I’ll be the first person to admit that I never had appreciation for Shakespeare and his works. When your experience consists of analyzing literature without enjoying it first, then being graded for it, I suppose you’ll naturally feel an aversion towards it. You can’t help but feel like it’s something that you won’t ever be able to understand, much less enjoy.
However, learning that Shakespeare is part of our homeschool curriculum in these early years was a game changer. Charlotte Mason encouraged people to never underestimate the power of children’s minds. She has me convinced that studying Shakespeare will benefit my children at ages 10 and 7. It’s time for me to overcome my fear of Shakespeare and learn alongside my children.
At first, I followed the lesson plans as written in the Ambleside Online curriculum. My daughter and I read “Tales from Shakespeare” (available at our book shop here). It’s the recommended book to start off children on Shakespeare, to give them an idea of the plots and characters of some of the plays. While it is a retelling, it was published in the 1800s and considered one of the best adaptations for children.

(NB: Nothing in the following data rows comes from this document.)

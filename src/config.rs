//! Generator settings, read from TOML.
//!
//! Every field is optional. Missing fields fall back to [`Config::default`], which
//! generates every level of desktop `gl` with the extensions most renderers need.

use std::path::{Path, PathBuf};

use log::info;
use serde::Deserialize;

use crate::emit::{Options, Sections};
use crate::error::{Error, Result};
use crate::level::LevelSpec;
use crate::registry::Registry;

#[derive(Clone, Debug, Deserialize, PartialEq, Eq)]
#[serde(default, deny_unknown_fields)]
pub struct Config {
    /// Path to `gl.xml`. The bundled registry when absent.
    pub registry: Option<PathBuf>,
    pub api: String,
    /// Generate this level only. Every level, gated by Cargo features, when absent.
    pub level: Option<String>,
    pub extensions: Vec<String>,
    /// Vendor suffixes dropped from generated names.
    pub strip_suffixes: Vec<String>,
    /// Path of the raw `gl` module, as seen from the generated module.
    pub raw_module: String,
    /// Sections of the generated file. All of them when empty.
    pub sections: Vec<String>,
    /// Write raw bindings that only need `core`.
    pub core: bool,
}

impl Default for Config {
    fn default() -> Self {
        Config {
            registry: None,
            api: default_api(),
            level: None,
            extensions: default_extensions(),
            strip_suffixes: default_strip_suffixes(),
            raw_module: Options::default().raw_module,
            sections: Vec::new(),
            core: false,
        }
    }
}

fn default_api() -> String {
    String::from("gl")
}

fn default_extensions() -> Vec<String> {
    [
        "GL_ARB_bindless_texture",
        "GL_ARB_texture_filter_anisotropic",
        "GL_EXT_texture_filter_anisotropic",
        "GL_ARB_sync",
    ]
    .into_iter()
    .map(String::from)
    .collect()
}

fn default_strip_suffixes() -> Vec<String> {
    vec![String::from("ARB")]
}

impl Config {
    pub fn from_path(path: impl AsRef<Path>) -> Result<Config> {
        let path = path.as_ref();
        info!("Loading config {}", path.display());
        let contents = std::fs::read_to_string(path).map_err(|source| Error::File {
            path: path.to_owned(),
            source,
        })?;
        contents.parse()
    }

    pub fn load_registry(&self) -> Result<Registry> {
        match &self.registry {
            Some(path) => Registry::from_path(path),
            None => bundled(),
        }
    }

    pub fn level_spec(&self) -> Result<Option<LevelSpec>> {
        self.level.as_deref().map(LevelSpec::parse).transpose()
    }

    pub fn options(&self) -> Result<Options> {
        let sections = if self.sections.is_empty() {
            Sections::all()
        } else {
            Sections::from_names(self.sections.as_slice())?
        };
        Ok(Options {
            raw_module: self.raw_module.clone(),
            sections,
        })
    }
}

impl std::str::FromStr for Config {
    type Err = Error;

    fn from_str(contents: &str) -> Result<Self> {
        Ok(toml::from_str(contents)?)
    }
}

#[cfg(feature = "bundled-registry")]
fn bundled() -> Result<Registry> {
    Registry::bundled()
}

#[cfg(not(feature = "bundled-registry"))]
fn bundled() -> Result<Registry> {
    Err(Error::NoRegistry)
}

#[cfg(test)]
mod tests {
    use super::*;

    #[test]
    fn empty_is_default() {
        let config: Config = "".parse().unwrap();
        assert_eq!(config, Config::default());
        assert_eq!(config.api, "gl");
        assert_eq!(config.extensions.len(), 4);
        assert_eq!(config.strip_suffixes, ["ARB"]);
        assert_eq!(config.level_spec().unwrap(), None);
        assert_eq!(config.options().unwrap(), Options::default());
    }

    #[test]
    fn fields() {
        let config: Config = r#"
            registry = "tests/data/mini_gl.xml"
            api = "gles2"
            level = "API_LEVEL_GL_ES_VERSION_2_0"
            extensions = []
            raw_module = "crate::raw"
            sections = ["enums", "commands"]
            core = true
        "#
        .parse()
        .unwrap();
        assert_eq!(config.api, "gles2");
        assert!(config.extensions.is_empty());
        assert_eq!(config.strip_suffixes, ["ARB"]);
        assert!(config.core);
        assert_eq!(
            config.level_spec().unwrap(),
            Some(LevelSpec::parse("gl_es_version_2_0").unwrap())
        );

        let options = config.options().unwrap();
        assert_eq!(options.raw_module, "crate::raw");
        assert_eq!(options.sections, Sections::ENUMS | Sections::COMMANDS);

        let registry = config.load_registry().unwrap();
        assert!(registry.apis().contains("gles2"));
    }

    #[test]
    fn bad_config() {
        assert!(matches!("levle = 1".parse::<Config>(), Err(Error::Config(_))));
        let config: Config = "sections = [\"docs\"]".parse().unwrap();
        assert!(matches!(config.options(), Err(Error::InvalidValue { .. })));
        assert!(matches!(
            Config::from_path("does/not/exist.toml"),
            Err(Error::File { .. })
        ));
    }
}
//! Error type shared by every stage of the generator.

use std::path::PathBuf;

/// Everything that can go wrong between reading `gl.xml` and writing bindings.
#[derive(Debug, thiserror::Error)]
pub enum Error {
    #[error("i/o error: {0}")]
    Io(#[from] std::io::Error),
    #[error("could not read {path}: {source}")]
    File {
        path: PathBuf,
        #[source]
        source: std::io::Error,
    },
    #[error("xml error: {0}")]
    Xml(#[from] xml::reader::Error),
    #[error("invalid config: {0}")]
    Config(#[from] toml::de::Error),
    #[error("<{element}> is missing attribute `{attribute}`")]
    MissingAttribute {
        element: String,
        attribute: &'static str,
    },
    #[error("<{element}> is missing child <{child}>")]
    MissingChild {
        element: String,
        child: &'static str,
    },
    #[error("{what} `{name}` has invalid value `{value}`")]
    InvalidValue {
        what: &'static str,
        name: String,
        value: String,
    },
    #[error("document root is <{0}>, expected <registry>")]
    NotARegistry(String),
    #[error("the registry has no feature for api `{0}`")]
    UnknownApi(String),
    #[error("no api level matches `{0}`")]
    UnknownLevel(String),
    #[error("could not generate raw bindings: {0}")]
    Raw(#[source] std::io::Error),
    #[error("no registry given and the bundled registry is not compiled in")]
    NoRegistry,
}

pub type Result<T> = std::result::Result<T, Error>;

When my son started Year I and had his own Shakespeare assignments, I decided to include Shakespeare in our common time together and read Tales to both of them at the same time.
Having two children with wide gaps in age, abilities, and interests requires planning. I looked for ways to make our reading of Shakespeare deeper for my older child, and interesting and more interactive to appeal to my younger one at the same time. And that’s when I discovered the book “How To Teach Your Children Shakespeare” by Ken Ludwig (available at our book shop here).
“How To Teach Your Children Shakespeare”
The author, award-winning playwright Ken Ludwig, is a self-confessed “Shakespeare fanatic.” He introduced Shakespeare to his first child when she was six years old, wanting to share something special with her. This has given him precious alone time with his children, time that they would have otherwise spent doing something else.
Ludwig’s method was to help his children memorize lines, then passages from Shakespeare’s works every week. However, as he says in Chapter 2, Shakespeare can be difficult to read and especially memorize. The unfamiliar words, strange-sounding sentence structures, and numerous metaphors make Shakespeare’s works seem like a foreign language.
With those considerations, the book features selected plays that the author feels children will easily understand. He includes not only carefully selected passages that children can easily memorize, he also explains phrases, characters, and context of each one. Tips on effective ways to memorize also abound and are truly effective.
The passages to be memorized are available as free downloads in easy-to-memorize format on Ludwig’s website. However, just printing and memorizing those will not be as effective without the book as your guide. It provides substance and teaches the reader all about Shakespeare and his world. I marvel at the revelations I read in the book which I share avidly with my children as we go about our memory work.
How we use the book
I decided to follow the book and started incorporating memory work of passages from the original works. Surprisingly, all children – including the toddler – took to it!
We started with the first play, “Midsummer Night’s Dream”, and truly had a memorable time. We recited, memorized, drew, and watched a movie when we were done. It was music to my ears when my kids said they wanted a family movie night featuring the play—again!
We’re reading one play per term to be able to really be into it. I am hoping, though, to increase it to two per term as we all get comfortable reading the retelling and memorizing related long passages at the same time.
Here’s how I use “Tales from Shakespeare” and “How To Teach Your Children Shakespeare” together:
- I divide the story in “Tales from Shakespeare” according to the number of weeks I plan to read it, which for me, is around eight to 10 sessions. We would have two to four sessions out of the 12 in the term to review and just recite what we’ve learned. I put little flags on where I plan to stop for each session.
- I look at the passages on “How To Teach” for the play we’re doing and match them to the sections from Tales from Shakespeare.
- It’s very important for me to read beforehand the explanation at “How To Teach.” This arms me with tidbits that I can seamlessly incorporate in our discussions.
- I include the passages in our Morning Basket so that we would be reciting and memorizing passages at least four times a week.
Benefits
The book enumerates several benefits of starting children early on Shakespeare. For one, Shakespeare was an inventor of words, and he contributed many, many words and phrases to the English language. It’s fun to learn that before him, people didn’t have gloomy, or excellent, or tongue-tied.
Shakespeare’s stories, for another, display a dazzling array of human virtues and foibles. Readers are given much needed food-for-thought to understand one’s self, others, and the world – an important benefit for young people.
A surprising discovery for me was that Shakespeare is funny and entertaining. Children love the character mix-ups and the bedlam that ensues. So I guess, a major benefit of starting early on Shakespeare is developing appreciation of something as potentially “scary” as Shakespeare.
Lastly, Shakespeare has given our family a special language, another opportunity to bond. We randomly recite passages when there’s a trigger word, such as “I know”, as in “I know a bank where the wild thyme blows….” from “Midsummer Night’s Dream”, and answer “What would you?” when somebody says “Why?” from “Twelfth Night.” That, I think, trumps it all.